Mindfulness for People Who Hate Meditating
Clients often tell me, “I know mindfulness is supposed to help, but I hate meditating.”
They try it once, and feel more anxious than before. They try it again because everyone is saying how good it is for you, and end up rage-quitting. And honestly? I get it - I once had a panic attack trying to do a guided meditation!
Not all brains are built for stillness. And mindfulness doesn't have to look like that.
If meditation just isn’t your thing you’re not alone - honestly, it’s not mine either…
And good news: you can still practice mindfulness without ever sitting down to meditate!
Wait - Isn’t Mindfulness the Same as Meditation?
Not exactly. Meditation is one way to practice mindfulness, but it’s not the only way. Mindfulness simply means paying attention to the present moment, the here-and-now as we therpists like to call it, without judgment. You can do that while brushing your teeth, drinking your coffee, walking the dog, or folding laundry.
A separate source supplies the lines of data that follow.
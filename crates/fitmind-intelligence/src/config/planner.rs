// ABOUTME: Weight-loss planner configuration for safety thresholds and deficit split
// ABOUTME: Configures minimum intake, maximum deficit, pace clamping, and the diet/exercise shares
//
// SPDX-License-Identifier: MIT OR Apache-2.0
// Copyright (c) 2025 FitMind Contributors

//! Weight-Loss Planner Configuration
//!
//! Safety thresholds applied to every plan. Crossing one of them never rejects a
//! plan; it attaches a warning and may clear the plan's safety flag.

use fitmind_core::Gender;
use serde::{Deserialize, Serialize};

/// Planner safety and breakdown settings
#[derive(Debug, Clone, PartialEq, Serialize, Deserialize)]
pub struct PlannerConfig {
    /// Lowest safe daily intake for men (kcal)
    pub min_daily_calories_male: f64,
    /// Lowest safe daily intake for women (kcal)
    pub min_daily_calories_female: f64,
    /// Largest safe daily deficit (kcal)
    pub max_daily_deficit_kcal: f64,
    /// Date-derived rates above this are clamped (kg/week)
    pub max_weekly_loss_kg: f64,
    /// Rates below this trigger a slow-pace warning (kg/week)
    pub slow_weekly_loss_kg: f64,
    /// Share of the deficit covered by eating less
    pub diet_deficit_share: f64,
    /// Share of the deficit covered by exercise
    pub exercise_deficit_share: f64,
}

impl PlannerConfig {
    /// Minimum safe daily intake for the given sex
    #[must_use]
    pub const fn min_daily_calories(&self, gender: Gender) -> f64 {
        match gender {
            Gender::Male => self.min_daily_calories_male,
            Gender::Female => self.min_daily_calories_female,
        }
    }
}

impl Default for PlannerConfig {
    fn default() -> Self {
        Self {
            min_daily_calories_male: 1500.0,
            min_daily_calories_female: 1200.0,
            max_daily_deficit_kcal: 1000.0,
            max_weekly_loss_kg: 1.0,
            slow_weekly_loss_kg: 0.25,
            diet_deficit_share: 0.7,
            exercise_deficit_share: 0.3,
        }
    }
}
Mindfulness is about tuning into what’s actually happening in your body, your thoughts, and your surroundings rather than getting lost in past regrets or future worries.
Why Some People Hate Meditating
In therapy sessions, I’ve heard versions of this more times than I can count:
“I can’t sit still.”
“My brain won’t shut up.”
“It feels like I’m doing it wrong.”
“I get more anxious when I try to be still.”
“I don’t have time for 20 minutes of breathing.”
If that’s you, it doesn’t mean you’re failing at mindfulness!! It just means traditional meditation might not be the best fit for how your nervous system works. Or at least not right now, you can always come back to it later.
Mindfulness Without the Cushion
Here are accessible ways to bring mindfulness into your life without meditating:
1. Mindful Movement
Walking, stretching, yoga, even doing the dishes, all can be mindful. The key is to focus on your body: how your feet feel on the ground, how your muscles move, how the water feels on your hands. I like to watch the water bead off my arms and hands in the shower and how the light hits those droplets.
2. Five Senses Check-In
Pause and notice: What can you See? Hear? Smell? Taste? Touch? This takes 30 seconds and helps you re-anchor in the moment. There is a more formal version of this called the 5, 4, 3, 2, 1 grounding technique if you are interested!
3. Intentional Pausing
Before responding to a message or moving to the next task, take one deep breath. That breath can be a powerful moment of mindfulness.
4. Mindful Snacking (or Coffee Drinking)
Instead of multitasking while eating or drinking, try slowing down. Notice the texture, taste, and smell. You don’t have to turn every snack into a spiritual experience, just try to pay attention. Russ Harris has some great guided mindful eating/drinking exercises!
5. Name What’s Happening
Notice your emotions and thoughts as they arise. You might say to yourself, “I’m feeling anxious right now,” or “That’s a critical thought.” Naming builds awareness and helps you pause instead of react.
Why Bother with Mindfulness at All?
Mindfulness can help with:
Reducing anxiety and overwhelm
Improving focus and attention
Managing strong emotions
Getting out of autopilot mode
Increasing self-compassion
Sleeping better
Feeling more grounded and present in daily life
And you don’t have to meditate for 20 minutes a day to get these benefits. Even a few mindful moments scattered throughout your day can make a meaningful difference.
The Bottom Line
You don’t have to love meditating to benefit from mindfulness. You don’t even have to be good at it.
You just have to notice. Acknowledge, accept, breathe in and move forward.
Mindfulness isn’t a perfect state, it’s a practice. One you can do in your own way, on your own terms.